▶ _What you need to do_
Would you set down the complete data below, exactly as shown?

▶ _Information_
◆ ◆ ◆ ◆ ◆ ◆ ◆

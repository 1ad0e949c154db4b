//! Construction-time configuration.
//!
//! Every field has a default, so a config can be deserialized from a partial
//! document (`serde(default)`), or built in code through
//! [`DispatcherBuilder`](crate::Dispatcher::DispatcherBuilder).

use serde::Deserialize;

use crate::error::DispatcherError;
use crate::Dispatcher::Buffer::frame::{align, FRAME_ALIGNMENT, HEADER_LENGTH};

/// Default total buffer size: three 1 MiB partitions.
pub const DEFAULT_BUFFER_SIZE: usize = 3 * 1024 * 1024;
/// Default and minimum number of partitions.
pub const DEFAULT_PARTITION_COUNT: usize = 3;
/// Max frame length is a sixteenth of a partition.
pub const MAX_FRAME_LENGTH_DIVISOR: usize = 16;
/// Default window is a quarter of a partition.
pub const WINDOW_LENGTH_DIVISOR: usize = 4;

/// How subscriptions share the log.
#[derive(Clone, Copy, Debug, Default, Deserialize, Eq, PartialEq)]
#[serde(rename_all = "kebab-case")]
pub enum DispatchMode {
    /// Every subscription reads every fragment; the limit follows the slowest reader.
    #[default]
    PubSub,
    /// A fixed chain of subscriptions; each stage reads what the previous one released.
    Pipeline,
}

/// Idle policy of the background conductor.
#[derive(Clone, Debug, Deserialize, Eq, PartialEq)]
#[serde(default)]
pub struct IdleConfig {
    /// First park timeout after spinning and yielding, in microseconds.
    pub min_park_micros: u64,
    /// Upper bound of the doubling park timeout, in microseconds. This bounds
    /// how long a backpressured producer waits for a limit update.
    pub max_park_micros: u64,
}

impl Default for IdleConfig {
    fn default() -> Self {
        Self {
            min_park_micros: 1,
            max_park_micros: 1_000,
        }
    }
}

#[derive(Clone, Debug, Deserialize, Eq, PartialEq)]
#[serde(default)]
pub struct DispatcherConfig {
    pub name: String,
    /// Total bytes across all partitions.
    pub buffer_size: usize,
    pub partition_count: usize,
    pub mode: DispatchMode,
    /// Subscriptions created with the dispatcher. Required for pipeline mode,
    /// where they form the chain in this order.
    pub subscriptions: Vec<String>,
    /// Backpressure window in bytes; a quarter of a partition when unset.
    pub window_length: Option<usize>,
    pub idle: IdleConfig,
}

impl Default for DispatcherConfig {
    fn default() -> Self {
        Self {
            name: "dispatcher".to_string(),
            buffer_size: DEFAULT_BUFFER_SIZE,
            partition_count: DEFAULT_PARTITION_COUNT,
            mode: DispatchMode::PubSub,
            subscriptions: Vec::new(),
            window_length: None,
            idle: IdleConfig::default(),
        }
    }
}

/// Sizes derived from a validated [`DispatcherConfig`].
#[derive(Clone, Copy, Debug, Eq, PartialEq)]
pub struct Layout {
    pub partition_count: usize,
    pub partition_size: usize,
    pub max_frame_length: usize,
    pub window_length: usize,
}

impl Layout {
    pub fn buffer_size(&self) -> usize {
        self.partition_count * self.partition_size
    }
}

impl DispatcherConfig {
    /// Validate the config and derive partition, frame and window sizes.
    pub fn layout(&self) -> Result<Layout, DispatcherError> {
        if self.partition_count < DEFAULT_PARTITION_COUNT {
            return Err(DispatcherError::InvalidConfig(format!(
                "partition_count must be at least {DEFAULT_PARTITION_COUNT}, got {}",
                self.partition_count
            )));
        }

        let partition_size = (self.buffer_size / self.partition_count) & !(FRAME_ALIGNMENT - 1);
        if partition_size > i32::MAX as usize {
            return Err(DispatcherError::InvalidConfig(format!(
                "partition size {partition_size} exceeds the 31-bit offset range"
            )));
        }

        let max_frame_length = partition_size / MAX_FRAME_LENGTH_DIVISOR;
        if max_frame_length < align(HEADER_LENGTH + 1, FRAME_ALIGNMENT) {
            return Err(DispatcherError::InvalidConfig(format!(
                "buffer_size {} is too small for {} partitions",
                self.buffer_size, self.partition_count
            )));
        }

        let window_length = self
            .window_length
            .unwrap_or(partition_size / WINDOW_LENGTH_DIVISOR);
        if window_length == 0 || window_length >= partition_size {
            return Err(DispatcherError::InvalidConfig(format!(
                "window_length must be within (0, {partition_size}), got {window_length}"
            )));
        }

        match self.mode {
            DispatchMode::Pipeline if self.subscriptions.is_empty() => {
                return Err(DispatcherError::InvalidConfig(
                    "pipeline mode requires at least one subscription".to_string(),
                ));
            }
            _ => {}
        }
        for (i, name) in self.subscriptions.iter().enumerate() {
            if self.subscriptions[..i].contains(name) {
                return Err(DispatcherError::SubscriptionNameInUse(name.clone()));
            }
        }

        Ok(Layout {
            partition_count: self.partition_count,
            partition_size,
            max_frame_length,
            window_length,
        })
    }
}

◆ ◆ ◆ ◆ ◆ ◆ ◆

▶ _Answer to this task_
repository 1ad0e949c154db4b
//! Construction-time configuration.
//!
//! Every field has a default, so a config can be deserialized from a partial
//! document (`serde(default)`), or built in code through
//! [`DispatcherBuilder`](crate::Dispatcher::DispatcherBuilder).

use serde::Deserialize;

use crate::error::DispatcherError;
use crate::Dispatcher::Buffer::frame::{align, FRAME_ALIGNMENT, HEADER_LENGTH};

/// Default total buffer size: three 1 MiB partitions.
pub const DEFAULT_BUFFER_SIZE: usize = 3 * 1024 * 1024;
/// Default and minimum number of partitions.
pub const DEFAULT_PARTITION_COUNT: usize = 3;
/// Max frame length is a sixteenth of a partition.
pub const MAX_FRAME_LENGTH_DIVISOR: usize = 16;
/// Default window is a quarter of a partition.
pub const WINDOW_LENGTH_DIVISOR: usize = 4;

/// How subscriptions share the log.
#[derive(Clone, Copy, Debug, Default, Deserialize, Eq, PartialEq)]
#[serde(rename_all = "kebab-case")]
pub enum DispatchMode {
    /// Every subscription reads every fragment; the limit follows the slowest reader.
    #[default]
    PubSub,
    /// A fixed chain of subscriptions; each stage reads what the previous one released.
    Pipeline,
}

/// Idle policy of the background conductor.
#[derive(Clone, Debug, Deserialize, Eq, PartialEq)]
#[serde(default)]
pub struct IdleConfig {
    /// First park timeout after spinning and yielding, in microseconds.
    pub min_park_micros: u64,
    /// Upper bound of the doubling park timeout, in microseconds. This bounds
    /// how long a backpressured producer waits for a limit update.
    pub max_park_micros: u64,
}

impl Default for IdleConfig {
    fn default() -> Self {
        Self {
            min_park_micros: 1,
            max_park_micros: 1_000,
        }
    }
}

#[derive(Clone, Debug, Deserialize, Eq, PartialEq)]
#[serde(default)]
pub struct DispatcherConfig {
    pub name: String,
    /// Total bytes across all partitions.
    pub buffer_size: usize,
    pub partition_count: usize,
    pub mode: DispatchMode,
    /// Subscriptions created with the dispatcher. Required for pipeline mode,
    /// where they form the chain in this order.
    pub subscriptions: Vec<String>,
    /// Backpressure window in bytes; a quarter of a partition when unset.
    pub window_length: Option<usize>,
    pub idle: IdleConfig,
}

impl Default for DispatcherConfig {
    fn default() -> Self {
        Self {
            name: "dispatcher".to_string(),
            buffer_size: DEFAULT_BUFFER_SIZE,
            partition_count: DEFAULT_PARTITION_COUNT,
            mode: DispatchMode::PubSub,
            subscriptions: Vec::new(),
            window_length: None,
            idle: IdleConfig::default(),
        }
    }
}

/// Sizes derived from a validated [`DispatcherConfig`].
#[derive(Clone, Copy, Debug, Eq, PartialEq)]
pub struct Layout {
    pub partition_count: usize,
    pub partition_size: usize,
    pub max_frame_length: usize,
    pub window_length: usize,
}

impl Layout {
    pub fn buffer_size(&self) -> usize {
        self.partition_count * self.partition_size
    }
}

impl DispatcherConfig {
    /// Validate the config and derive partition, frame and window sizes.
    pub fn layout(&self) -> Result<Layout, DispatcherError> {
        if self.partition_count < DEFAULT_PARTITION_COUNT {
            return Err(DispatcherError::InvalidConfig(format!(
                "partition_count must be at least {DEFAULT_PARTITION_COUNT}, got {}",
                self.partition_count
            )));
        }

        let partition_size = (self.buffer_size / self.partition_count) & !(FRAME_ALIGNMENT - 1);
        if partition_size > i32::MAX as usize {
            return Err(DispatcherError::InvalidConfig(format!(
                "partition size {partition_size} exceeds the 31-bit offset range"
            )));
        }

        let max_frame_length = partition_size / MAX_FRAME_LENGTH_DIVISOR;
        if max_frame_length < align(HEADER_LENGTH + 1, FRAME_ALIGNMENT) {
            return Err(DispatcherError::InvalidConfig(format!(
                "buffer_size {} is too small for {} partitions",
                self.buffer_size, self.partition_count
            )));
        }

        let window_length = self
            .window_length
            .unwrap_or(partition_size / WINDOW_LENGTH_DIVISOR);
        if window_length == 0 || window_length >= partition_size {
            return Err(DispatcherError::InvalidConfig(format!(
                "window_length must be within (0, {partition_size}), got {window_length}"
            )));
        }

        match self.mode {
            DispatchMode::Pipeline if self.subscriptions.is_empty() => {
                return Err(DispatcherError::InvalidConfig(
                    "pipeline mode requires at least one subscription".to_string(),
                ));
            }
            _ => {}
        }
        for (i, name) in self.subscriptions.iter().enumerate() {
            if self.subscriptions[..i].contains(name) {
                return Err(DispatcherError::SubscriptionNameInUse(name.clone()));
            }
        }

        Ok(Layout {
            partition_count: self.partition_count,
            partition_size,
            max_frame_length,
            window_length,
        })
    }
}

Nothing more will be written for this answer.